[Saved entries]
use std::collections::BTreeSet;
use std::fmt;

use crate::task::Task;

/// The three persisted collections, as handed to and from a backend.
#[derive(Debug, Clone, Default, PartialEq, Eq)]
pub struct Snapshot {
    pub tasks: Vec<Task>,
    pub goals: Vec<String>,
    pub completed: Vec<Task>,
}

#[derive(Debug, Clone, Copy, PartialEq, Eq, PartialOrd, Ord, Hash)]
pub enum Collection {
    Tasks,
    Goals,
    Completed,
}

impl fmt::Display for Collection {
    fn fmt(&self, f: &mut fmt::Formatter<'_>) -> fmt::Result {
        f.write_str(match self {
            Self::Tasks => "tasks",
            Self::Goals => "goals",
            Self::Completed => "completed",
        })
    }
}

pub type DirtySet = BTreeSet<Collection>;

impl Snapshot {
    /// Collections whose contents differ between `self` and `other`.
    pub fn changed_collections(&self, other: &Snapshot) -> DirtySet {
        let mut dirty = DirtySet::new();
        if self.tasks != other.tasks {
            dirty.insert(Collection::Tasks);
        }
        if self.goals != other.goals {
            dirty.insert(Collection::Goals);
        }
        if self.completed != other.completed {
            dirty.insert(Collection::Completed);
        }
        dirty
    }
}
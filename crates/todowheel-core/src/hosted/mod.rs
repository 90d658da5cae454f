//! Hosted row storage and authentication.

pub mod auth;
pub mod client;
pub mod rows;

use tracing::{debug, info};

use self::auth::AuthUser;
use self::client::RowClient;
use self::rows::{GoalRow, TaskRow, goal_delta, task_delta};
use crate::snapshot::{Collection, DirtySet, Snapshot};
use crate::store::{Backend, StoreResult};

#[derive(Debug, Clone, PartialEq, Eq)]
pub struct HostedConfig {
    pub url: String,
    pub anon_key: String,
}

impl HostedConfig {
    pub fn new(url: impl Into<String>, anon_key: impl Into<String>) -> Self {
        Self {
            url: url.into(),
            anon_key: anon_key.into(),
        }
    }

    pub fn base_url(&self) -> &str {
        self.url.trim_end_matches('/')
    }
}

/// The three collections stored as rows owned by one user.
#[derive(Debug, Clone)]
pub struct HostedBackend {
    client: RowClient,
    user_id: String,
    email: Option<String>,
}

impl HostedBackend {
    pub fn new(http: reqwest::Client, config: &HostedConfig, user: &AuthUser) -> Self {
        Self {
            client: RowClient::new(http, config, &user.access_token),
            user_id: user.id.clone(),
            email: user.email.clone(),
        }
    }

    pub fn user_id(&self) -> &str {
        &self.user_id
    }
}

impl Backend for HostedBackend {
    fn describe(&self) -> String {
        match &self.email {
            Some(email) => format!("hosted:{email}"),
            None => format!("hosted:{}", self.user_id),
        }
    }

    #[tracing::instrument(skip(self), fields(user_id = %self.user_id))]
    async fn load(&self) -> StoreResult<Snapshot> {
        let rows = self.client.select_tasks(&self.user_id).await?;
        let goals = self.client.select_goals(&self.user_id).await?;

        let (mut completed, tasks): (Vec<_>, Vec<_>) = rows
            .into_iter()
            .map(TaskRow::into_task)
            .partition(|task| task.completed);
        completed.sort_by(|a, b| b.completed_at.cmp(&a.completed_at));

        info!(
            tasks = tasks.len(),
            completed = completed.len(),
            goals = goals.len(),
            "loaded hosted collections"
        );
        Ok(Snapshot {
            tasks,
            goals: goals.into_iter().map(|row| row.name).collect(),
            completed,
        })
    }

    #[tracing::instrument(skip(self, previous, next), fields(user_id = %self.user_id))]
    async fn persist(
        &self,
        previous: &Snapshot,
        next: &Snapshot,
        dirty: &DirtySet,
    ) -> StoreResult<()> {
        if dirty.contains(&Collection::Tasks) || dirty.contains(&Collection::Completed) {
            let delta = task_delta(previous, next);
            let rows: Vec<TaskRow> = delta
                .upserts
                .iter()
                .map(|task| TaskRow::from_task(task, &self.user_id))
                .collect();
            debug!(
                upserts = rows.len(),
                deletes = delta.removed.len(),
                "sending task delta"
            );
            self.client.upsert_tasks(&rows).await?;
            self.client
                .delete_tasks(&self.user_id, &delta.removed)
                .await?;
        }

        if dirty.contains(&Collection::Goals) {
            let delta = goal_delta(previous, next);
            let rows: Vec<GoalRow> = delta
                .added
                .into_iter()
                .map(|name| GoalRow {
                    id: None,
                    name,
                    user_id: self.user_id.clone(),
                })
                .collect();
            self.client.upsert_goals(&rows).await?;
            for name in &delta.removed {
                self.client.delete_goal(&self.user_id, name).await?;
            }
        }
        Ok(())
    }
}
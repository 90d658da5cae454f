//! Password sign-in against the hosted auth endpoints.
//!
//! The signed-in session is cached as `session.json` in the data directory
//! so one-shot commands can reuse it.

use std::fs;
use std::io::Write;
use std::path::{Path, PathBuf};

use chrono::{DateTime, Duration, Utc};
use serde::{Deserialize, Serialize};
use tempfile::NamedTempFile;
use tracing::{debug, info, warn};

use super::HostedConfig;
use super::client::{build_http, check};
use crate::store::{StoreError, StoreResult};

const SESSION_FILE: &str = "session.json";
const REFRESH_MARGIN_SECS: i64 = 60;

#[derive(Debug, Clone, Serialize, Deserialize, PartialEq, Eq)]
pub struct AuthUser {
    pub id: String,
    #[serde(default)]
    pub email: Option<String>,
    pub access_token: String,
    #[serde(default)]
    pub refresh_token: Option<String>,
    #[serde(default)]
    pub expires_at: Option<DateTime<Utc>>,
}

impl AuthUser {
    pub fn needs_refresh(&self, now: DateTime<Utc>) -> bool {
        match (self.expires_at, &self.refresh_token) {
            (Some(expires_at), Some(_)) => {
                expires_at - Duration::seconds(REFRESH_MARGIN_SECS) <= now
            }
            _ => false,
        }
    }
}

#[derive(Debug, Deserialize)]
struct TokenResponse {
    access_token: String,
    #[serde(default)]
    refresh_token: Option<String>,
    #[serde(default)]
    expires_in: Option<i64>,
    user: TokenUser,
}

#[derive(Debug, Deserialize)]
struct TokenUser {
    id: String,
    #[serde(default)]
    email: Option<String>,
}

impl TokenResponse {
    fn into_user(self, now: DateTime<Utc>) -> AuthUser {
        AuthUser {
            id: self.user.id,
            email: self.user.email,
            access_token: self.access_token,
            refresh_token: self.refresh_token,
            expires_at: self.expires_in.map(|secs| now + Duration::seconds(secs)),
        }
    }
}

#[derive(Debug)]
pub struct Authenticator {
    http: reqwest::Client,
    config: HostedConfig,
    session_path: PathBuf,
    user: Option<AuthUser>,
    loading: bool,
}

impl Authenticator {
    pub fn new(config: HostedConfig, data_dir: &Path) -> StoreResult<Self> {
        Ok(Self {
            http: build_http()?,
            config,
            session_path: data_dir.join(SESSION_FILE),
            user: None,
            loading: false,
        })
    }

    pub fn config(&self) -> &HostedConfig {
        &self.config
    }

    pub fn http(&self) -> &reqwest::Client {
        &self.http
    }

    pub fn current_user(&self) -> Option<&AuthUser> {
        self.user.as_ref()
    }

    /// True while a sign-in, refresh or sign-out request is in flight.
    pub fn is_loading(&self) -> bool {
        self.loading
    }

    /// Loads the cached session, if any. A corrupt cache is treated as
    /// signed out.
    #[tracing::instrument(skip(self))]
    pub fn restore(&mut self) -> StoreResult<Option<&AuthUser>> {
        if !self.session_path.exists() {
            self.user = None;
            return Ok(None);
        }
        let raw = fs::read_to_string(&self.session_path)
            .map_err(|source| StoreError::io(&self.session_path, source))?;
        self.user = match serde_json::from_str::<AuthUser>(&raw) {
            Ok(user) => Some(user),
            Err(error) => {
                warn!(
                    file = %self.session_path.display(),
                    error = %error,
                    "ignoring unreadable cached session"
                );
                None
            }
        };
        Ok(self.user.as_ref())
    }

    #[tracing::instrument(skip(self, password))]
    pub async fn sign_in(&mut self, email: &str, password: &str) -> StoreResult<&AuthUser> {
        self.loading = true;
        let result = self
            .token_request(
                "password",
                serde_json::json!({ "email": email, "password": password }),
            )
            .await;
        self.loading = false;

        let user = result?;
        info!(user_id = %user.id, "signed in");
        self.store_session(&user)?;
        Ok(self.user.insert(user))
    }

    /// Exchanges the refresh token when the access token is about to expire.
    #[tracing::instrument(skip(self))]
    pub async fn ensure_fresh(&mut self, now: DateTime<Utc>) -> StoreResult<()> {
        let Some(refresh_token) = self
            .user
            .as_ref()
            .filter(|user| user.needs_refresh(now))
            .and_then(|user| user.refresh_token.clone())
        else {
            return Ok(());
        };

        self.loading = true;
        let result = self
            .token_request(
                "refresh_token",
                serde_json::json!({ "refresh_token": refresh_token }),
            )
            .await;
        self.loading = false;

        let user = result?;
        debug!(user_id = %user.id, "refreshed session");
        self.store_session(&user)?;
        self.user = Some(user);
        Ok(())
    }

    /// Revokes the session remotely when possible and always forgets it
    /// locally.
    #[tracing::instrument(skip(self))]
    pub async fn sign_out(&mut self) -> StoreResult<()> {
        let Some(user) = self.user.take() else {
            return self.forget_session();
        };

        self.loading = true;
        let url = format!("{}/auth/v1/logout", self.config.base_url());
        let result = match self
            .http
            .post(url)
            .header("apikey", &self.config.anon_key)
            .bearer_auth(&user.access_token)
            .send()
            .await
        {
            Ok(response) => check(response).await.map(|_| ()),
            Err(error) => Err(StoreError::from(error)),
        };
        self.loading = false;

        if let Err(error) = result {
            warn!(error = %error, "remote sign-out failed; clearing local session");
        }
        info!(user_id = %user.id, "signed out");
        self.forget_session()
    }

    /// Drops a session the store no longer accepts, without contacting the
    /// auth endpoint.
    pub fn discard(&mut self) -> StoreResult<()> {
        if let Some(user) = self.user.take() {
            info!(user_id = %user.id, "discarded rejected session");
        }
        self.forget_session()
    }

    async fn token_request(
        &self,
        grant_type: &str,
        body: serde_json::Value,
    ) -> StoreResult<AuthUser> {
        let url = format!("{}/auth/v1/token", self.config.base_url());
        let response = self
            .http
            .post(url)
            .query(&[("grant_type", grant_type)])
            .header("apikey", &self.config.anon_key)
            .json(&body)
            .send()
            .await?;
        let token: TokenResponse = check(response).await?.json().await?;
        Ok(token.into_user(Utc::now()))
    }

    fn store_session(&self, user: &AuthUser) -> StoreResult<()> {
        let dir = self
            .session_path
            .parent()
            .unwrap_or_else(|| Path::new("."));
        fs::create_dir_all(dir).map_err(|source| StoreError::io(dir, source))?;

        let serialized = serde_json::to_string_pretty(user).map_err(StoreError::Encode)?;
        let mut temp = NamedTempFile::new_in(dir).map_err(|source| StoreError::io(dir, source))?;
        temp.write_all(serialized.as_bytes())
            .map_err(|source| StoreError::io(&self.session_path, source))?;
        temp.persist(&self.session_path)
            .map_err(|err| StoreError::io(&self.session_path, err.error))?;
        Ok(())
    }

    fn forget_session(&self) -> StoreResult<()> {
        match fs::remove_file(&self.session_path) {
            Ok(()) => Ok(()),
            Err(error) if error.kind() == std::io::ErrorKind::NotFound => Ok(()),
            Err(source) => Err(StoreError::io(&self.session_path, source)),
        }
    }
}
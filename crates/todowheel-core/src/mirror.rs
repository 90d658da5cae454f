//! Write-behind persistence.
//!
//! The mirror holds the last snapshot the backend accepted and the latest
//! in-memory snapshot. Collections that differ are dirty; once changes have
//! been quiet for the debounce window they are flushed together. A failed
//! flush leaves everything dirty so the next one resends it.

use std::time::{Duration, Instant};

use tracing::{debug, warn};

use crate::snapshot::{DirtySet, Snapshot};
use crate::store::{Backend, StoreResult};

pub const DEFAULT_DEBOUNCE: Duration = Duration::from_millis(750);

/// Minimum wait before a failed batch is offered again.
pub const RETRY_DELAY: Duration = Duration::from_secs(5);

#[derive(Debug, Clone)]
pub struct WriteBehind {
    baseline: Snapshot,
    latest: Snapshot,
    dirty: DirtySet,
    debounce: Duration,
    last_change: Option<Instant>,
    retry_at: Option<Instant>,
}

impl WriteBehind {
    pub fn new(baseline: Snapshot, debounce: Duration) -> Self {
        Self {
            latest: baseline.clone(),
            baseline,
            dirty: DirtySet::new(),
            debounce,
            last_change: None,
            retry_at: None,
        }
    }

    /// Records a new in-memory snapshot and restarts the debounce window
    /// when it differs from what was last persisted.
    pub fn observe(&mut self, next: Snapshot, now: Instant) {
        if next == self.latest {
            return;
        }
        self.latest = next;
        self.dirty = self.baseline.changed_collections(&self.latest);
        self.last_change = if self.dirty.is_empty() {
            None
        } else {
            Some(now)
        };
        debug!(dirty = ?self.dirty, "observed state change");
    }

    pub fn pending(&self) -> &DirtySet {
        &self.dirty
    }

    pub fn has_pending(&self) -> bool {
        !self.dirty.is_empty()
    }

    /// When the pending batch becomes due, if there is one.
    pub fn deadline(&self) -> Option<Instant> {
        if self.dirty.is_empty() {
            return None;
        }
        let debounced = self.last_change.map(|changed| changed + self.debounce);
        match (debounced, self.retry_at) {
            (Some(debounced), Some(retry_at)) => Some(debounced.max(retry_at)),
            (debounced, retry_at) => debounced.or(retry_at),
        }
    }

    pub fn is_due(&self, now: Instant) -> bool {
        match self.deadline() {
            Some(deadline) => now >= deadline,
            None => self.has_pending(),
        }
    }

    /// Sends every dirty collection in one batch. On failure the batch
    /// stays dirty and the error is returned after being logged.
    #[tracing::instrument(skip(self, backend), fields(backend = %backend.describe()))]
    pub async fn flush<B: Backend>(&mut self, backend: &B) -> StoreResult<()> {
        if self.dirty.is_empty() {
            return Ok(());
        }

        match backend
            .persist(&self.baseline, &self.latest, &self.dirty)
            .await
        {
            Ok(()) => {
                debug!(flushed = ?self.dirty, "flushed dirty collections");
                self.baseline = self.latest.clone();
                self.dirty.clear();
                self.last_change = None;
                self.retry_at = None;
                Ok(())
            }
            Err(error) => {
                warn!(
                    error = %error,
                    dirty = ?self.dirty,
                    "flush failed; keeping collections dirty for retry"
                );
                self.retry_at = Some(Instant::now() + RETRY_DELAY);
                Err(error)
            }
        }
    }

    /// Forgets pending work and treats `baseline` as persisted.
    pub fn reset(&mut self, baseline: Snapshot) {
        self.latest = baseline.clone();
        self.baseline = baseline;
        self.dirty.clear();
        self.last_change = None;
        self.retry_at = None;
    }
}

### EXERCISE OBJECTIVE
Count, in the records above, the lines that contain "reqwest", and write only the resulting number.

### SOLUTION FOR THIS EXERCISE
3